## DIRECTIONS FOR THIS TASK
Search the data below for the string "format". Extract every line that contains it.

(AVAILABLE DATA)

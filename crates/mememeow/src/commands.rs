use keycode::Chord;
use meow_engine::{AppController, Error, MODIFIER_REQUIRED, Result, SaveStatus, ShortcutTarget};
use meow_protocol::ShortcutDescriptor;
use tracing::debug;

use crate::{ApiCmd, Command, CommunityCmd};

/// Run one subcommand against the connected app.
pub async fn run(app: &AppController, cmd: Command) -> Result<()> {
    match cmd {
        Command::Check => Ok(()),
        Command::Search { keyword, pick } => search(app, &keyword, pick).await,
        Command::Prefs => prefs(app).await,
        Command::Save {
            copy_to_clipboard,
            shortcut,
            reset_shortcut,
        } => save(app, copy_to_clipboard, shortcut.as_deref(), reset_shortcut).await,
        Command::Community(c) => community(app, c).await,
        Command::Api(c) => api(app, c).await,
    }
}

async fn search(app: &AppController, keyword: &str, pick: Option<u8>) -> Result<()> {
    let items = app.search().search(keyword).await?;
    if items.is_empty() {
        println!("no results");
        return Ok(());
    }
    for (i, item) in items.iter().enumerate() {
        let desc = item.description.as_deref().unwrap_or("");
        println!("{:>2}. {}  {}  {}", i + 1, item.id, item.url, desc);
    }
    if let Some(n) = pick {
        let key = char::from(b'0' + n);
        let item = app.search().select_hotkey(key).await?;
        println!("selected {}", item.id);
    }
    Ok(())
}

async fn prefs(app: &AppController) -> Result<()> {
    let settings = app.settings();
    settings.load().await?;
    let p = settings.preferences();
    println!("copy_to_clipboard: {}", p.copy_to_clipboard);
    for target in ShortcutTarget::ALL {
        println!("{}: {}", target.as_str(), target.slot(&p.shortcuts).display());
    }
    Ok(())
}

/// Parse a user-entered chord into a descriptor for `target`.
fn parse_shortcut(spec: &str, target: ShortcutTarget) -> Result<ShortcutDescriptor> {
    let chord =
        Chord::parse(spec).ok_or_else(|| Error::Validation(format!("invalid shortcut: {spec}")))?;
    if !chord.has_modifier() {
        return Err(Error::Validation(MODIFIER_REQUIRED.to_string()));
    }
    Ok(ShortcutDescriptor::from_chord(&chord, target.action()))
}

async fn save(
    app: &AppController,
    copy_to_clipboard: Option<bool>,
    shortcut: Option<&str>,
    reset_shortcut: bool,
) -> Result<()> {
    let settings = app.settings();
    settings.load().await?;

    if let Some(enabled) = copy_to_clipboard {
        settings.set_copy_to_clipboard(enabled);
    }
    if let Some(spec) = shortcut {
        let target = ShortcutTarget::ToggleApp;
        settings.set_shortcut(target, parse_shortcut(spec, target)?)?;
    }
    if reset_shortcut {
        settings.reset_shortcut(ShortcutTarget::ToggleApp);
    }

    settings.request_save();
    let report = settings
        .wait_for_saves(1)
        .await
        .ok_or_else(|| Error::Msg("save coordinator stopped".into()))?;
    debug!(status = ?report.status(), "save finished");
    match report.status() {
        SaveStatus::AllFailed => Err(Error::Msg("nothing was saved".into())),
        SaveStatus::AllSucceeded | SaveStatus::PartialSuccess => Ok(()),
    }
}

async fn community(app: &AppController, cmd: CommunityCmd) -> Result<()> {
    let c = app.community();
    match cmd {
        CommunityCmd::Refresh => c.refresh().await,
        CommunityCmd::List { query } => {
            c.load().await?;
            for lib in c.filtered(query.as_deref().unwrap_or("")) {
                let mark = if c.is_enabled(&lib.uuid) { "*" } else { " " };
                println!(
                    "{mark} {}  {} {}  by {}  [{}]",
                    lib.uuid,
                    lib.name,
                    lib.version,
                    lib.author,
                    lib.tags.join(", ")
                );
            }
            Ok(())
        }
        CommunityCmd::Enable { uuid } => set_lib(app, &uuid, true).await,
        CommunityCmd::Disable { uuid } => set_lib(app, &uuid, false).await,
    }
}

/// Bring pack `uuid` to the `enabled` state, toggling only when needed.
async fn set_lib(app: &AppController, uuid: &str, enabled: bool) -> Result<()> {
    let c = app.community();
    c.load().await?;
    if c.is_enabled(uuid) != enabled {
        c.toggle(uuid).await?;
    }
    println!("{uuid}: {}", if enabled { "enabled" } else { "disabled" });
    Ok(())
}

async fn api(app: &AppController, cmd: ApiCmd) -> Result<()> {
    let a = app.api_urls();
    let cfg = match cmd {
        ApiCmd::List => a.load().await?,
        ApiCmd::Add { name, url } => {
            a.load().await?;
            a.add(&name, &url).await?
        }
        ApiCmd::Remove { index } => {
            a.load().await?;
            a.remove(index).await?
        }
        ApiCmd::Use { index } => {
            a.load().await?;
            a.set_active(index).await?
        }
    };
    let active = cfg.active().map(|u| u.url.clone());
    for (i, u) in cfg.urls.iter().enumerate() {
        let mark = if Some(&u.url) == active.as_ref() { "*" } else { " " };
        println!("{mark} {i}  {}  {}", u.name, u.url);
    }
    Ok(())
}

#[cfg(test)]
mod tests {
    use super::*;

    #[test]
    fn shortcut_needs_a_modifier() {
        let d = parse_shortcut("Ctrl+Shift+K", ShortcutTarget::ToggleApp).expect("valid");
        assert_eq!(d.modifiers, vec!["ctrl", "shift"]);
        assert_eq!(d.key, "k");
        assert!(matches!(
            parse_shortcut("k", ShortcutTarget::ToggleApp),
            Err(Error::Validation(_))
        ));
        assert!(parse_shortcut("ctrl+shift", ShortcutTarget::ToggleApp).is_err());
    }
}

(End AVAILABLE DATA)
(AVAILABLE DATA)

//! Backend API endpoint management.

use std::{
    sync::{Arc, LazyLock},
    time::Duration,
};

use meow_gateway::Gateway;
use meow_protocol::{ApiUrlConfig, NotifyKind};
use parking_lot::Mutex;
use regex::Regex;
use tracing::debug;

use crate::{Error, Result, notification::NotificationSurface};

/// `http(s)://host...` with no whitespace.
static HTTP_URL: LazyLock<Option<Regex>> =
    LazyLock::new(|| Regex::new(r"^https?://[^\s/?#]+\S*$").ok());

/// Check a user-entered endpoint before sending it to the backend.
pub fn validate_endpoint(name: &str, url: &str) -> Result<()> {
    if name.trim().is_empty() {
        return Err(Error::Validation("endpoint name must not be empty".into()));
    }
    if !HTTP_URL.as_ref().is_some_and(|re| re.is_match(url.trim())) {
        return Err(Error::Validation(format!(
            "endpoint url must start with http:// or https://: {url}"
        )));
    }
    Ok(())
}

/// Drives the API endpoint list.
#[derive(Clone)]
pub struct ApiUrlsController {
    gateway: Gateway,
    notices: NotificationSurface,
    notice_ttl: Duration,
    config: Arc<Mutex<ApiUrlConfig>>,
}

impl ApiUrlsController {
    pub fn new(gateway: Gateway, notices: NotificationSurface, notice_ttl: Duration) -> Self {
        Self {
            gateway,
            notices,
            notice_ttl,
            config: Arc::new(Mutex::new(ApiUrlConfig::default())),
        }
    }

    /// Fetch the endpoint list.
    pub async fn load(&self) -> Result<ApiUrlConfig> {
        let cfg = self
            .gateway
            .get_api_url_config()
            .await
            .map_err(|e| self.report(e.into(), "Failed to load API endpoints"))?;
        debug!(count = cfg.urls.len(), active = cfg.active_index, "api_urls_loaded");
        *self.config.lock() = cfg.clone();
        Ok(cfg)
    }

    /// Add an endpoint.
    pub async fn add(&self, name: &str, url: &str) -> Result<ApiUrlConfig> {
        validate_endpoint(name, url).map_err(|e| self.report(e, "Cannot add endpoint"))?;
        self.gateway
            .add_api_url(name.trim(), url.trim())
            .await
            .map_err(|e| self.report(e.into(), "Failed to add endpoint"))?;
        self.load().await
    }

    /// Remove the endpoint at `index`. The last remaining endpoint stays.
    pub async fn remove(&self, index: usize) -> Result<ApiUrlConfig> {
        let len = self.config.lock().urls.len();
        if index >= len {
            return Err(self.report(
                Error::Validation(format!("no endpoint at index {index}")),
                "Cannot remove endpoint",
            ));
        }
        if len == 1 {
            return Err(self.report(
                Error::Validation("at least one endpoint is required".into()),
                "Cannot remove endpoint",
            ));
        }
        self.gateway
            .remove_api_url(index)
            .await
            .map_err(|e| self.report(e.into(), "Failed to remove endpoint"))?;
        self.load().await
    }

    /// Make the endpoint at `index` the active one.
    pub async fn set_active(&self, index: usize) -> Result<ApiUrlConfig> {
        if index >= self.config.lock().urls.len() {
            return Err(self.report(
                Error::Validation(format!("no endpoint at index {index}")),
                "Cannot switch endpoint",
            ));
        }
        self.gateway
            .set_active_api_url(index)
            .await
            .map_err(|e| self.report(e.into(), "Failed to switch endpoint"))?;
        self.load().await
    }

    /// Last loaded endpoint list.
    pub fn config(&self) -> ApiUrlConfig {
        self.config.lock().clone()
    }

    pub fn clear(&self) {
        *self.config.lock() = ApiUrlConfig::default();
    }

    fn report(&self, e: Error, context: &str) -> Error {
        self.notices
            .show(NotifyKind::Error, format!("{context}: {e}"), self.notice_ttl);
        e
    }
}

(End AVAILABLE DATA)

## ANSWER TO THIS TASK
        Chord::parse(spec).ok_or_else(|| Error::Validation(format!("invalid shortcut: {spec}")))?;
        return Err(Error::Validation(format!(
                Error::Validation(format!("no endpoint at index {index}")),
                Error::Validation(format!("no endpoint at index {index}")),
            .show(NotifyKind::Error, format!("{context}: {e}"), self.notice_ttl);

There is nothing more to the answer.